● What is needed
Show all lines from the records below in which the string "join" is present.

● Recorded information

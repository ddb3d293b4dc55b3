//! 配置管理模块
//!
//! 支持多格式配置文件加载，环境变量覆盖，以及类型安全的配置访问。

use config::{Config, Environment, File};
use serde::Deserialize;
use std::path::{Path, PathBuf};

use crate::error::Result;

/// 徽章引擎配置
#[derive(Debug, Clone, Default, Deserialize)]
#[serde(default)]
pub struct EngineConfig {
    /// 自定义目录文件路径（.json / .toml），为空时使用内置目录
    pub catalog_path: Option<String>,
}

impl EngineConfig {
    pub fn catalog_path(&self) -> Option<PathBuf> {
        self.catalog_path
            .as_deref()
            .map(str::trim)
            .filter(|p| !p.is_empty())
            .map(PathBuf::from)
    }
}

/// 徽章发放配置
#[derive(Debug, Clone, Deserialize)]
#[serde(default)]
pub struct AwardConfig {
    /// 新徽章展示策略：first_new（只展示第一个）或 all
    pub surface_policy: String,
    /// 获取运动员锁的超时时间（毫秒）
    pub lock_timeout_ms: u64,
}

impl Default for AwardConfig {
    fn default() -> Self {
        Self {
            surface_policy: "first_new".to_string(),
            lock_timeout_ms: 5_000,
        }
    }
}

/// 可观测性配置
#[derive(Debug, Clone, Deserialize)]
#[serde(default)]
pub struct ObservabilityConfig {
    pub log_level: String,
    /// 日志输出格式：json（结构化）或 pretty（人类可读）
    pub log_format: String,
}

impl Default for ObservabilityConfig {
    fn default() -> Self {
        Self {
            log_level: "info".to_string(),
            log_format: "pretty".to_string(),
        }
    }
}

impl ObservabilityConfig {
    pub fn json_logs(&self) -> bool {
        self.log_format.eq_ignore_ascii_case("json")
    }
}

/// 应用配置
#[derive(Debug, Clone, Deserialize)]
#[serde(default)]
pub struct AppConfig {
    pub service_name: String,
    pub environment: String,
    pub engine: EngineConfig,
    pub award: AwardConfig,
    pub observability: ObservabilityConfig,
}

impl Default for AppConfig {
    fn default() -> Self {
        Self {
            service_name: "badge-engine".to_string(),
            environment: "development".to_string(),
            engine: EngineConfig::default(),
            award: AwardConfig::default(),
            observability: ObservabilityConfig::default(),
        }
    }
}

impl AppConfig {
    /// 从配置文件和环境变量加载配置
    ///
    /// 加载顺序（后加载的会覆盖先加载的同名配置项）：
    /// 1. config/default.toml（默认配置）
    /// 2. config/{environment}.toml（环境特定配置）
    /// 3. config/{service_name}.toml（服务特定配置）
    /// 4. 环境变量（BADGE_ 前缀，双下划线分隔层级，如 BADGE_ENGINE__CATALOG_PATH -> engine.catalog_path）
    pub fn load(service_name: &str) -> Result<Self> {
        let env = std::env::var("BADGE_ENV").unwrap_or_else(|_| "development".to_string());
        let config_dir = std::env::var("CONFIG_DIR").unwrap_or_else(|_| "config".to_string());

        Self::load_from(Path::new(&config_dir), service_name, &env)
    }

    /// 从指定目录加载配置
    pub fn load_from(config_dir: &Path, service_name: &str, env: &str) -> Result<Self> {
        let builder = Config::builder()
            .set_default("service_name", service_name)?
            .set_default("environment", env)?
            .add_source(File::from(config_dir.join("default.toml")).required(false))
            .add_source(File::from(config_dir.join(format!("{}.toml", env))).required(false))
            .add_source(
                File::from(config_dir.join(format!("{}.toml", service_name))).required(false),
            )
            .add_source(
                Environment::with_prefix("BADGE")
                    .prefix_separator("_")
                    .separator("__")
                    .try_parsing(true),
            );

        Ok(builder.build()?.try_deserialize()?)
    }
}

● Written response
            .add_source(File::from(config_dir.join("default.toml")).required(false))
            .add_source(File::from(config_dir.join(format!("{}.toml", env))).required(false))
                File::from(config_dir.join(format!("{}.toml", service_name))).required(false),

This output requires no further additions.